IL-7’s ability to maintain stable metabolic processes, particularly glucose metabolism, is vital for supporting T cell survival by regulating glycolysis. Studies have shown that IL-7 enhances glucose metabolism in vitro, preventing T cell atrophy [
25]. When stimulated by growth factors, T cells increase their glucose uptake and glycolysis rates, which are crucial for their activation and proper function [
20].
In sepsis and septic shock, due to impairment of microcirculation, aerobic metabolism is altered, leading to glucose uptake and glycolysis failure. This mechanism could be the leading cause of the lymphocyte’s extensive depletion and exhaustion despite higher levels of IL-7 than in controls.
During sepsis, immune cells such as lymphocytes, neutrophils, and monocytes are sequestered in lymphoid tissues due to the altered expression of adhesion molecules. This sequestration is accompanied by increased apoptosis, leading to immune dysfunction. As these sequestrated cells become exhausted, they cannot mount an effective immune response against sepsis, which leaves the host vulnerable to secondary infections. A more thorough understanding of the septic response would require biopsies of lymphoid organs to allow for a detailed examination of immune cells.
A possible explanation for the lack of correlation between the plasma mean value of IL-7 and lymphocyte subtypes in patients with septic shock may be attributed to several factors. One significant limitation is the small number of patients included in each study group, which reduces the statistical power to detect meaningful associations. Additionally, we enrolled consecutively admitted patients into the ICU. However, the lack of a detailed classification of patient immune status—specifically distinguishing between the pro-inflammatory phase and the immunosuppressive phase of sepsis—may further obscure potential correlations, potentially affecting the plasma levels of IL-7 and its interaction with lymphocyte subtypes. This limitation underscores the need for more nuanced grouping strategies to better understand this patient population’s underlying relationships and immune dynamics. Future studies should consider larger sample sizes and more detailed patient cohort stratification to understand these dynamics better.

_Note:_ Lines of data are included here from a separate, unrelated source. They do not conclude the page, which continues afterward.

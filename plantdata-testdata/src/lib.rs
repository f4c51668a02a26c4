// PlantData Testdata - Synthetic wind-plant generator
// Copyright (c) 2025 David Martin Venti
//
// Dual-licensed under AGPL-3.0 and Commercial License.
// See LICENSE file for details.

//! # PlantData Testdata
//!
//! Synthetic wind-plant raw feeds for exercising the `plantdata` pipeline.
//!
//! A generated plant comes as the same set of files a real plant ships:
//!
//! - **SCADA**: 10-minute turbine records with local-offset timestamps
//! - **Plant data**: revenue meter, availability and curtailment energy
//! - **Reanalysis**: hourly ERA5-like and MERRA-2-like wind components
//! - **Asset table**: one row per turbine, plus optional spare rows
//! - **Contract**: a `plant_meta.json` mapping raw columns to canonical names
//!
//! Defects are injected at deterministic positions and recorded in a
//! manifest, so tests can assert exact quality-report counts.
//!
//! ## Quick Start
//!
//! ```rust,no_run
//! use plantdata_testdata::{generate_plant, PlantGeneratorConfig};
//!
//! let config = PlantGeneratorConfig::new()
//!     .with_turbines(4)
//!     .with_days(2)
//!     .with_seed(42);
//!
//! let plant = generate_plant(&config).unwrap();
//! plant.write_to("target/synthetic").unwrap();
//! println!("{} duplicate rows injected", plant.manifest.expected.duplicates_removed);
//! ```

pub mod contract;
pub mod dataset;
pub mod defects;
pub mod generator;
pub mod manifest;
pub mod patterns;

// Re-exports for convenience
pub use dataset::{CsvTable, DatasetError, SyntheticPlant};
pub use defects::{DefectConfig, DefectKind, DefectPlan};
pub use generator::{generate_plant, PlantGeneratorConfig};
pub use manifest::{ExpectedCounts, PlantManifest};
pub use patterns::PlantWeather;

/// Library version.
pub const VERSION: &str = env!("CARGO_PKG_VERSION");

#[cfg(test)]
mod tests {
    use super::*;

    #[test]
    fn test_version() {
        assert!(!VERSION.is_empty());
    }
}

Regarding biomarkers specific to lymphocyte dysfunction, circulating lymphocyte count is a readily accessible metric that provides valuable insight but does not fully capture the functionality of the remaining lymphocytes or their regenerative capacity. Lymphopenia has been strongly associated with poor outcomes in septic shock patients [
26], and a lymphocyte count of <900/μL was employed as a stratification criterion in the recent IRIS-7 trial. This underscores the need for more specific and advanced tests to comprehensively evaluate lymphocyte functionality and the potential for immune recovery [
8].
This study has certain limitations that need to be acknowledged. Firstly, the relatively small sample size posed challenges in drawing definitive conclusions, potentially limiting statistical power. Secondly, being a single-center study may have introduced selection bias, as the patient population and clinical practices may not fully represent broader or more diverse settings. Additionally, the analysis focused exclusively on the relative variations in cellular percentages rather than absolute cell counts. Furthermore, the study was restricted to circulating immune cells and did not account for cells sequestered in lymphoid organs or other tissues. These tissue-resident or sequestered cells may play a pivotal role in the pathophysiology of sepsis and contribute to immune dysregulation, which remains unexplored in this context.